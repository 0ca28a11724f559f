//! Request/response envelope (C6, spec.md §4.8, §6).
//!
//! This is the only boundary that ever produces an `EnvelopeError`; a
//! `ValidationOutcome` from [`crate::dispatch`] always becomes a successful
//! envelope response, even when the result itself reports `isValid=false`.

use sha2::{Digest, Sha256};
use serde::{Deserialize, Serialize};
use serde_json::Value;

use crate::dispatch::{self, ValidationOutcome};
use crate::error::{EnvelopeError, EnvelopeErrorCode};
use crate::registry::Registry;
use crate::types::{ValidationArgs, ValidationContext};

/// Request envelopes exceeding this size are rejected before JSON parsing (spec.md §6).
pub const MAX_INPUT_BYTES: usize = 102_400;
const MAX_YIELD_ID_CHARS: usize = 256;
const MAX_USER_ADDRESS_CHARS: usize = 128;
const MAX_ARGS_STRING_CHARS: usize = 128;
const MAX_AMOUNT_CHARS: usize = 78;
const MAX_ARRAY_ITEMS: usize = 100;
const MAX_DEPOSIT_FEE_BPS: u16 = 10_000;
const API_VERSION: &str = "1.0";

/// The closed set of operations the envelope recognizes.
#[derive(Debug, Clone, Copy, PartialEq, Eq, Serialize, Deserialize)]
#[serde(rename_all = "camelCase")]
pub enum EnvelopeOperation {
    Validate,
    IsSupported,
    GetSupportedYieldIds,
}

/// The closed request schema (spec.md §6). Unknown fields are rejected.
#[derive(Debug, Clone, Deserialize)]
#[serde(rename_all = "camelCase", deny_unknown_fields)]
pub struct RequestEnvelope {
    pub api_version: String,
    pub operation: EnvelopeOperation,
    #[serde(default)]
    pub yield_id: Option<String>,
    #[serde(default)]
    pub unsigned_transaction: Option<String>,
    #[serde(default)]
    pub user_address: Option<String>,
    #[serde(default)]
    pub args: Option<ValidationArgs>,
    #[serde(default)]
    pub context: Option<ValidationContext>,
}

#[derive(Debug, Clone, Serialize)]
#[serde(rename_all = "camelCase")]
struct ResponseMeta {
    request_hash: String,
}

#[derive(Debug, Clone, Serialize)]
#[serde(rename_all = "camelCase")]
struct ValidateResult {
    is_valid: bool,
    #[serde(skip_serializing_if = "Option::is_none")]
    reason: Option<String>,
    #[serde(skip_serializing_if = "Option::is_none")]
    details: Option<Value>,
    #[serde(skip_serializing_if = "Option::is_none")]
    detected_type: Option<String>,
}

#[derive(Debug, Clone, Serialize)]
#[serde(rename_all = "camelCase")]
struct IsSupportedResult {
    supported: bool,
    yield_id: String,
}

#[derive(Debug, Clone, Serialize)]
#[serde(rename_all = "camelCase")]
struct SupportedYieldIdsResult {
    yield_ids: Vec<String>,
}

#[derive(Debug, Clone, Serialize)]
#[serde(untagged)]
enum OperationResult {
    Validate(ValidateResult),
    IsSupported(IsSupportedResult),
    SupportedYieldIds(SupportedYieldIdsResult),
}

/// The response envelope, serialized exactly as spec.md §6 describes it.
#[derive(Debug, Clone, Serialize)]
pub struct ResponseEnvelope {
    ok: bool,
    api_version: &'static str,
    #[serde(skip_serializing_if = "Option::is_none")]
    result: Option<OperationResult>,
    #[serde(skip_serializing_if = "Option::is_none")]
    error: Option<ErrorBody>,
    meta: ResponseMeta,
}

#[derive(Debug, Clone, Serialize)]
struct ErrorBody {
    code: EnvelopeErrorCode,
    message: String,
    #[serde(skip_serializing_if = "Option::is_none")]
    details: Option<Value>,
}

fn request_hash(input_bytes: &[u8]) -> String {
    let digest = Sha256::digest(input_bytes);
    hex::encode(digest)
}

fn error_response(err: EnvelopeError, hash: String) -> ResponseEnvelope {
    ResponseEnvelope {
        ok: false,
        api_version: API_VERSION,
        result: None,
        error: Some(ErrorBody {
            code: err.code,
            message: err.message,
            details: err.details,
        }),
        meta: ResponseMeta { request_hash: hash },
    }
}

fn success_response(result: OperationResult, hash: String) -> ResponseEnvelope {
    ResponseEnvelope {
        ok: true,
        api_version: API_VERSION,
        result: Some(result),
        error: None,
        meta: ResponseMeta { request_hash: hash },
    }
}

/// Handles one JSON request end to end: size cap, parse, schema, required
/// fields, routing (spec.md §4.8 steps 1-6). Never panics outward — any
/// unexpected failure collapses to a generic `INTERNAL_ERROR`.
pub fn handle_json_request(registry: &Registry, input: &str) -> ResponseEnvelope {
    let hash = request_hash(input.as_bytes());

    if input.len() > MAX_INPUT_BYTES {
        tracing::warn!(len = input.len(), "request exceeds maximum size");
        return error_response(
            EnvelopeError::schema(format!(
                "request body exceeds maximum size of {MAX_INPUT_BYTES} bytes"
            )),
            hash,
        );
    }

    let envelope: RequestEnvelope = match serde_json::from_str(input) {
        Ok(envelope) => envelope,
        Err(err) if is_schema_violation(&err) => {
            return error_response(EnvelopeError::schema(err.to_string()), hash);
        }
        Err(err) => {
            return error_response(EnvelopeError::parse_error(err.to_string()), hash);
        }
    };

    if let Err(err) = validate_envelope_schema(&envelope) {
        return error_response(err, hash);
    }

    if let Err(err) = validate_required_fields(&envelope) {
        return error_response(err, hash);
    }

    let outcome = std::panic::catch_unwind(std::panic::AssertUnwindSafe(|| {
        route(registry, &envelope)
    }));

    match outcome {
        Ok(result) => success_response(result, hash),
        Err(_) => {
            tracing::warn!("internal error while handling request");
            error_response(EnvelopeError::internal(), hash)
        }
    }
}

/// A `serde_json::Error` whose `classify()` is `Data` most often indicates an
/// out-of-range or mistyped field (a schema-level defect) rather than
/// unparseable JSON syntax.
fn is_schema_violation(err: &serde_json::Error) -> bool {
    matches!(err.classify(), serde_json::error::Category::Data)
}

fn validate_envelope_schema(envelope: &RequestEnvelope) -> Result<(), EnvelopeError> {
    if envelope.api_version != API_VERSION {
        return Err(EnvelopeError::schema(format!(
            "unsupported apiVersion: {}",
            envelope.api_version
        )));
    }
    if let Some(yield_id) = &envelope.yield_id {
        if yield_id.is_empty() || yield_id.chars().count() > MAX_YIELD_ID_CHARS {
            return Err(EnvelopeError::schema("yieldId must be 1..256 characters"));
        }
    }
    if let Some(tx) = &envelope.unsigned_transaction {
        if tx.is_empty() || tx.chars().count() > MAX_INPUT_BYTES {
            return Err(EnvelopeError::schema(
                "unsignedTransaction must be 1..102400 characters",
            ));
        }
    }
    if let Some(user_address) = &envelope.user_address {
        if user_address.is_empty() || user_address.chars().count() > MAX_USER_ADDRESS_CHARS {
            return Err(EnvelopeError::schema("userAddress must be 1..128 characters"));
        }
    }
    if let Some(args) = &envelope.args {
        validate_args_schema(args)?;
    }
    if let Some(context) = &envelope.context {
        validate_context_schema(context)?;
    }
    Ok(())
}

fn check_args_str(field: &str, value: &Option<String>) -> Result<(), EnvelopeError> {
    if let Some(s) = value {
        if s.chars().count() > MAX_ARGS_STRING_CHARS {
            return Err(EnvelopeError::schema(format!(
                "{field} must be at most {MAX_ARGS_STRING_CHARS} characters"
            )));
        }
    }
    Ok(())
}

fn check_number_non_negative(field: &str, value: Option<f64>) -> Result<(), EnvelopeError> {
    if let Some(n) = value {
        if n < 0.0 {
            return Err(EnvelopeError::schema(format!("{field} must be >= 0")));
        }
    }
    Ok(())
}

fn validate_args_schema(args: &ValidationArgs) -> Result<(), EnvelopeError> {
    check_args_str("args.validatorAddress", &args.validator_address)?;
    if let Some(addresses) = &args.validator_addresses {
        if addresses.len() > MAX_ARRAY_ITEMS {
            return Err(EnvelopeError::schema(format!(
                "args.validatorAddresses must contain at most {MAX_ARRAY_ITEMS} items"
            )));
        }
        for address in addresses {
            if address.chars().count() > MAX_ARGS_STRING_CHARS {
                return Err(EnvelopeError::schema(format!(
                    "args.validatorAddresses entries must be at most {MAX_ARGS_STRING_CHARS} characters"
                )));
            }
        }
    }
    if let Some(amount) = &args.amount {
        if amount.chars().count() > MAX_AMOUNT_CHARS {
            return Err(EnvelopeError::schema(format!(
                "args.amount must be at most {MAX_AMOUNT_CHARS} characters"
            )));
        }
    }
    check_args_str("args.providerId", &args.provider_id)?;
    check_number_non_negative("args.duration", args.duration)?;
    check_args_str("args.inputToken", &args.input_token)?;
    check_number_non_negative("args.subnetId", args.subnet_id)?;
    check_args_str("args.feeConfigurationId", &args.fee_configuration_id)?;
    check_args_str("args.cosmosPubKey", &args.cosmos_pub_key)?;
    check_args_str("args.tezosPubKey", &args.tezos_pub_key)?;
    check_args_str("args.nominatorAddress", &args.nominator_address)?;
    if let Some(nft_ids) = &args.nft_ids {
        if nft_ids.len() > MAX_ARRAY_ITEMS {
            return Err(EnvelopeError::schema(format!(
                "args.nftIds must contain at most {MAX_ARRAY_ITEMS} items"
            )));
        }
        for id in nft_ids {
            if id.chars().count() > MAX_ARGS_STRING_CHARS {
                return Err(EnvelopeError::schema(format!(
                    "args.nftIds entries must be at most {MAX_ARGS_STRING_CHARS} characters"
                )));
            }
        }
    }
    Ok(())
}

fn validate_context_schema(context: &ValidationContext) -> Result<(), EnvelopeError> {
    let Some(fee_configuration) = &context.fee_configuration else {
        return Ok(());
    };
    if fee_configuration.len() > MAX_ARRAY_ITEMS {
        return Err(EnvelopeError::schema(format!(
            "context.feeConfiguration must contain at most {MAX_ARRAY_ITEMS} items"
        )));
    }
    for fc in fee_configuration {
        if let Some(bps) = fc.deposit_fee_bps {
            if bps > MAX_DEPOSIT_FEE_BPS {
                return Err(EnvelopeError::schema(format!(
                    "context.feeConfiguration[].depositFeeBps must be 0..{MAX_DEPOSIT_FEE_BPS}"
                )));
            }
        }
        check_args_str(
            "context.feeConfiguration[].feeRecipientAddress",
            &fc.fee_recipient_address,
        )?;
        check_args_str(
            "context.feeConfiguration[].allocatorVaultAddress",
            &fc.allocator_vault_address,
        )?;
    }
    Ok(())
}

fn validate_required_fields(envelope: &RequestEnvelope) -> Result<(), EnvelopeError> {
    match envelope.operation {
        EnvelopeOperation::Validate => {
            if envelope.yield_id.is_none() {
                return Err(EnvelopeError::missing_field("yieldId"));
            }
            if envelope.unsigned_transaction.is_none() {
                return Err(EnvelopeError::missing_field("unsignedTransaction"));
            }
            if envelope.user_address.is_none() {
                return Err(EnvelopeError::missing_field("userAddress"));
            }
        }
        EnvelopeOperation::IsSupported => {
            if envelope.yield_id.is_none() {
                return Err(EnvelopeError::missing_field("yieldId"));
            }
        }
        EnvelopeOperation::GetSupportedYieldIds => {}
    }
    Ok(())
}

fn route(registry: &Registry, envelope: &RequestEnvelope) -> OperationResult {
    match envelope.operation {
        EnvelopeOperation::Validate => {
            let yield_id = envelope.yield_id.as_deref().unwrap_or_default();
            let tx = envelope.unsigned_transaction.as_deref().unwrap_or_default();
            let user_address = envelope.user_address.as_deref().unwrap_or_default();
            let args = envelope.args.clone().unwrap_or_default();
            let ctx = envelope.context.clone().unwrap_or_default();
            let outcome = dispatch::dispatch(registry, yield_id, tx, user_address, &args, &ctx);
            OperationResult::Validate(match outcome {
                ValidationOutcome::Safe { detected_type } => ValidateResult {
                    is_valid: true,
                    reason: None,
                    details: None,
                    detected_type: Some(detected_type.to_string()),
                },
                ValidationOutcome::Blocked { reason, details } => ValidateResult {
                    is_valid: false,
                    reason: Some(reason),
                    details,
                    detected_type: None,
                },
            })
        }
        EnvelopeOperation::IsSupported => {
            let yield_id = envelope.yield_id.clone().unwrap_or_default();
            let supported = registry.contains(&yield_id);
            OperationResult::IsSupported(IsSupportedResult { supported, yield_id })
        }
        EnvelopeOperation::GetSupportedYieldIds => {
            OperationResult::SupportedYieldIds(SupportedYieldIdsResult {
                yield_ids: registry.yield_ids(),
            })
        }
    }
}

/// Describes the request envelope's shape, for tooling that embeds this
/// crate and wants to introspect it without a running server (SPEC_FULL §4).
pub fn request_schema_info() -> Value {
    serde_json::json!({
        "apiVersion": API_VERSION,
        "operations": ["validate", "isSupported", "getSupportedYieldIds"],
        "maxInputBytes": MAX_INPUT_BYTES,
        "requiredFields": {
            "validate": ["yieldId", "unsignedTransaction", "userAddress"],
            "isSupported": ["yieldId"],
            "getSupportedYieldIds": [],
        },
    })
}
::::
◆ WHAT IS EXPECTED: The result is a copy of every line above where the word "apiVersion" shows up.

◆ RESPONSE BOX:
            "unsupported apiVersion: {}",
        "apiVersion": API_VERSION,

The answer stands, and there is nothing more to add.